The bundle of joy in the form of a boy Scott Joplin was born to a Texan family on the 24th of November 1868. This was along the border of Arkansas and Texas. His family were a troupe of coal miners down in the South and also musicians. Joplin became the second born child amongst the six children that his parents had. Some of his siblings included William, Ossie, Myrtle, Monroe, and Robert. Also, his parents were Giles Joplin was a former slave and Florence Givens who was born as a free woman.
The Joplin family was a musical family. Moreover, the father was a decent violinist while the mother was a good banjo player and a musical singer. So, Scott got to receive his musical talent from home. Scott’s childhood was not an easy one as he was a child of a broken home. Giles Joplin at one point left his family to move in with another woman. Therefore, he neglected all the parental responsibility of their many children to Florence. The mother had to compensate her efforts by doing housework.
The father wanted Scott to join manual laborers so that they could add the family’s income. However, Scott’s ambition was in school and his music. So, his mother gave him the support that he needed. Therefore, he would learn the music and play piano from Julius Weiss. Some of his teachers would also help him harness his talent. So, with the help of Weiss Scott got to learn a lot of musical forms. Weiss even helped Scott's mother buy a used piano for the boy. After that, Scott was able to compose and perform his music.
Life as a Musician
In his teens, Scott was performing in many local functions. Therefore, with the confidence that he had gained over time, he decided to go out on the road. The life of a laborer was not for him anymore. There is a blurred moment in how he managed to move about in 1880. However, Scott got an opportunity to record music in 1891 alongside the Texarkana Minstrels in July. During this period he worked a lot with the church.

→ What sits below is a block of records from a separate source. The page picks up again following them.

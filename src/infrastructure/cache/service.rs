//! Generic cache service dispatching to the configured backend.

use super::memory_cache::MemoryCache;
use super::redis_cache::RedisCache;
use crate::config::Config;
use serde::Serialize;
use serde::de::DeserializeOwned;
use std::time::Duration;
use thiserror::Error;
use tracing::{debug, warn};

/// Errors that can occur during cache operations.
///
/// Only [`CacheError::InvalidKey`] and [`CacheError::Serialization`] reach
/// callers during normal operation; both signal a contract violation at the
/// call site. Data-quality problems (missing, expired, or corrupt entries)
/// resolve to `Ok(None)` instead.
#[derive(Debug, Error)]
pub enum CacheError {
    /// The key was empty or whitespace-only.
    #[error("cache key must not be empty or whitespace")]
    InvalidKey,

    /// The value could not be encoded for the remote backend.
    #[error("failed to serialize cache value: {0}")]
    Serialization(#[from] serde_json::Error),

    /// The remote backend could not be reached at construction time.
    #[error("cache connection error: {0}")]
    Connection(String),
}

/// Result type for cache operations.
pub type CacheResult<T> = Result<T, CacheError>;

/// Which storage strategy a configuration value selects.
#[derive(Debug, Clone, Copy, PartialEq, Eq)]
pub enum BackendKind {
    Local,
    Remote,
}

impl BackendKind {
    /// Resolves the `CACHE_BACKEND` setting to a backend kind.
    ///
    /// The exact, case-sensitive string `"Redis"` selects the remote backend;
    /// anything else, including an empty string, selects the local one.
    pub fn from_setting(value: &str) -> Self {
        if value == "Redis" {
            Self::Remote
        } else {
            Self::Local
        }
    }

    pub fn as_str(&self) -> &'static str {
        match self {
            Self::Local => "local",
            Self::Remote => "remote",
        }
    }
}

/// The active storage strategy, chosen once at construction.
pub enum CacheBackend {
    /// In-process store; values are kept as supplied, without encoding.
    Local(MemoryCache),
    /// Shared Redis store; values cross a JSON byte encoding.
    Remote(RedisCache),
}

/// Cache-aside entry point used by any caller needing a cached value.
///
/// Holds the backend selected at startup and the default expiration, and
/// routes every get/set through the right strategy. Stateless beyond that
/// immutable configuration, so it is safe for unbounded concurrent callers;
/// synchronization is delegated to the backends themselves.
///
/// # Miss semantics
///
/// `get` never distinguishes "never cached" from "expired" from "corrupt":
/// all of them come back as `Ok(None)` and the caller recomputes. Only a
/// bad key (and, on `set`, an unencodable value) is an error.
pub struct CacheService {
    backend: CacheBackend,
    default_expiration: Duration,
}

impl CacheService {
    /// Creates a service with an explicit backend and default expiration.
    pub fn new(backend: CacheBackend, default_expiration: Duration) -> Self {
        Self {
            backend,
            default_expiration,
        }
    }

    /// Builds the service from configuration, connecting to Redis when the
    /// remote backend is selected.
    ///
    /// # Errors
    ///
    /// Returns [`CacheError::Connection`] if the remote backend is selected
    /// but unreachable. The backend choice is fixed at startup; there is no
    /// silent downgrade to the local store.
    pub async fn from_config(config: &Config) -> CacheResult<Self> {
        let backend = match BackendKind::from_setting(&config.cache_backend) {
            BackendKind::Remote => {
                CacheBackend::Remote(RedisCache::connect(&config.redis_url).await?)
            }
            BackendKind::Local => CacheBackend::Local(MemoryCache::new()),
        };

        Ok(Self::new(backend, config.cache_expiration()))
    }

    /// Returns which backend strategy is active.
    pub fn backend_kind(&self) -> BackendKind {
        match self.backend {
            CacheBackend::Local(_) => BackendKind::Local,
            CacheBackend::Remote(_) => BackendKind::Remote,
        }
    }

    /// Stores `value` under `key`.
    ///
    /// When `expiration` is `None` the configured default applies. The local
    /// backend keeps the value as supplied; the remote backend encodes it to
    /// JSON bytes first and attaches an absolute expiry of now + expiration.
    ///
    /// # Errors
    ///
    /// - [`CacheError::InvalidKey`] for an empty or whitespace key.
    /// - [`CacheError::Serialization`] if the value cannot be encoded for
    ///   the remote backend. Transport failures are logged and swallowed.
    pub async fn set<T>(&self, key: &str, value: T, expiration: Option<Duration>) -> CacheResult<()>
    where
        T: Serialize + Send + Sync + 'static,
    {
        validate_key(key)?;
        let ttl = expiration.unwrap_or(self.default_expiration);

        match &self.backend {
            CacheBackend::Local(store) => {
                store.set(key, value, ttl);
                debug!("Cache SET: {} (local, TTL: {:?})", key, ttl);
            }
            CacheBackend::Remote(store) => {
                let bytes = serde_json::to_vec(&value)?;
                store.set_bytes(key, bytes, ttl).await;
                debug!("Cache SET: {} (remote, TTL: {:?})", key, ttl);
            }
        }

        Ok(())
    }

    /// Retrieves the value stored under `key`, if present and unexpired.
    ///
    /// Missing, expired, empty, undecodable, or wrongly-typed entries all
    /// resolve to `Ok(None)`; decode and type mismatches are logged at WARN
    /// so they stay visible without disturbing callers.
    ///
    /// # Errors
    ///
    /// [`CacheError::InvalidKey`] for an empty or whitespace key.
    pub async fn get<T>(&self, key: &str) -> CacheResult<Option<T>>
    where
        T: DeserializeOwned + Clone + Send + Sync + 'static,
    {
        validate_key(key)?;

        let hit = match &self.backend {
            CacheBackend::Local(store) => store.get::<T>(key),
            CacheBackend::Remote(store) => match store.get_bytes(key).await {
                Some(bytes) => decode_entry(key, &bytes),
                None => None,
            },
        };

        if hit.is_some() {
            debug!("Cache HIT: {}", key);
            metrics::counter!("cache_hits_total", "backend" => self.backend_kind().as_str())
                .increment(1);
        } else {
            debug!("Cache MISS: {}", key);
            metrics::counter!("cache_misses_total", "backend" => self.backend_kind().as_str())
                .increment(1);
        }

        Ok(hit)
    }

    /// Checks whether the active backend is reachable.
    ///
    /// The local store is always healthy; the remote store is PINGed.
    pub async fn health_check(&self) -> bool {
        match &self.backend {
            CacheBackend::Local(_) => true,
            CacheBackend::Remote(store) => store.ping().await,
        }
    }
}

fn validate_key(key: &str) -> CacheResult<()> {
    if key.trim().is_empty() {
        return Err(CacheError::InvalidKey);
    }
    Ok(())
}

/// Decodes a remote payload, treating empty or corrupt bytes as a miss.
fn decode_entry<T: DeserializeOwned>(key: &str, bytes: &[u8]) -> Option<T> {
    if bytes.is_empty() {
        return None;
    }

    match serde_json::from_slice(bytes) {
        Ok(value) => Some(value),
        Err(e) => {
            warn!("Discarding undecodable cache entry for {}: {}", key, e);
            None
        }
    }
}

#[cfg(test)]
mod tests {
    use super::*;
    use serde::Deserialize;

    fn local_service() -> CacheService {
        CacheService::new(
            CacheBackend::Local(MemoryCache::new()),
            Duration::from_secs(300),
        )
    }

    #[derive(Debug, Clone, PartialEq, Serialize, Deserialize)]
    struct Payload {
        id: i64,
        label: String,
    }

    #[tokio::test]
    async fn set_then_get_round_trips() {
        let cache = local_service();
        let stored = Payload {
            id: 7,
            label: "seven".into(),
        };

        cache.set("payload", stored.clone(), None).await.unwrap();
        let loaded: Option<Payload> = cache.get("payload").await.unwrap();

        assert_eq!(loaded, Some(stored));
    }

    #[tokio::test]
    async fn get_on_unset_key_is_absent() {
        let cache = local_service();
        let loaded: Option<String> = cache.get("nothing-here").await.unwrap();
        assert_eq!(loaded, None);
    }

    #[tokio::test]
    async fn empty_and_whitespace_keys_are_rejected() {
        let cache = local_service();

        for key in ["", " ", "\t", "  \n "] {
            assert!(matches!(
                cache.set(key, 1_i64, None).await,
                Err(CacheError::InvalidKey)
            ));
            assert!(matches!(
                cache.get::<i64>(key).await,
                Err(CacheError::InvalidKey)
            ));
        }
    }

    #[tokio::test]
    async fn per_call_expiration_overrides_default() {
        let cache = local_service();

        cache
            .set("short-lived", 42_i64, Some(Duration::from_millis(20)))
            .await
            .unwrap();
        assert_eq!(cache.get::<i64>("short-lived").await.unwrap(), Some(42));

        tokio::time::sleep(Duration::from_millis(60)).await;
        assert_eq!(cache.get::<i64>("short-lived").await.unwrap(), None);
    }

    #[tokio::test]
    async fn wrong_requested_type_is_a_soft_miss() {
        let cache = local_service();

        cache.set("typed", 42_i64, None).await.unwrap();
        let as_string: Option<String> = cache.get("typed").await.unwrap();

        assert_eq!(as_string, None);
    }

    #[test]
    fn corrupt_remote_payload_decodes_to_absent() {
        let decoded: Option<Payload> = decode_entry("k", b"{not json");
        assert_eq!(decoded, None);

        let truncated: Option<Payload> = decode_entry("k", b"{\"id\":7");
        assert_eq!(truncated, None);
    }

    #[test]
    fn empty_remote_payload_is_absent() {
        let decoded: Option<Payload> = decode_entry("k", b"");
        assert_eq!(decoded, None);
    }

    #[test]
    fn remote_payload_round_trips_through_bytes() {
        let stored = Payload {
            id: 3,
            label: "three".into(),
        };
        let bytes = serde_json::to_vec(&stored).unwrap();

        let decoded: Option<Payload> = decode_entry("k", &bytes);
        assert_eq!(decoded, Some(stored));
    }

    #[test]
    fn backend_selection_requires_exact_redis_marker() {
        assert_eq!(BackendKind::from_setting("Redis"), BackendKind::Remote);

        for setting in ["", "redis", "REDIS", "InMemory", "Memcached"] {
            assert_eq!(BackendKind::from_setting(setting), BackendKind::Local);
        }
    }
}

Two years later, while Scott was at a World Fair in Chicago, he got to form his band. However, at the time there was little that he could do as a musician. The fair had a limiting policy for the involvement of the blacks. However, all this did not dampen his spirits. Despite all the negativity, he got a chance to perform. Moreover, his music was a hit with the crowd, and they loved him. This fair was the breaking ground for his Ragtime music.
The Move to Missouri
The family of Arthur Marshal opened their doors to Scott in the year 1894. Arthur would later be one of Scott’s student and later a composer as well. Scott stayed in Missouri for some time and then later he decided to settle down there permanently in 1904. During this time he got to form his music group, the Texas Medley Quartet. Through the group, he got to record and to publish his musical composition. Also, when the lads from New York heard them play, they helped him record his songs. The songs were, A picture of Her Face and Please Say You, Will. While staying in Missouri, Scott offered piano and composing lessons to many young talents.
As time went by, Scott got to meet a beautiful lady by the name Belle. Belle was the sister-in-law to one collaborator Scott Hayden. However, Scott Joplin fell in love and decided to make a proper woman out of Belle. So, in the year 1899, the couple got to tie the knot. The marriage did not last because when he went to New York, he got married to another woman Lottie Stokes in 1909.
The life of Scott Joplin started to deteriorate around the year 1916. The doctors had diagnosed him with tertiary syphilis that resulted into insanity. So, in 1917, Scott was admitted at the Manhattan State Hospital that was a mental institution. While in the hospital, he died of syphilitic dementia on the 1st of April, 1918. Scott Joplin was only 48 years of age at the time of his death. Scott did not receive any proper burial ceremony because he got buried in unmarked grave. However, sometimes later his grave was given a maker at Saint Michaels Cemetery in 1974.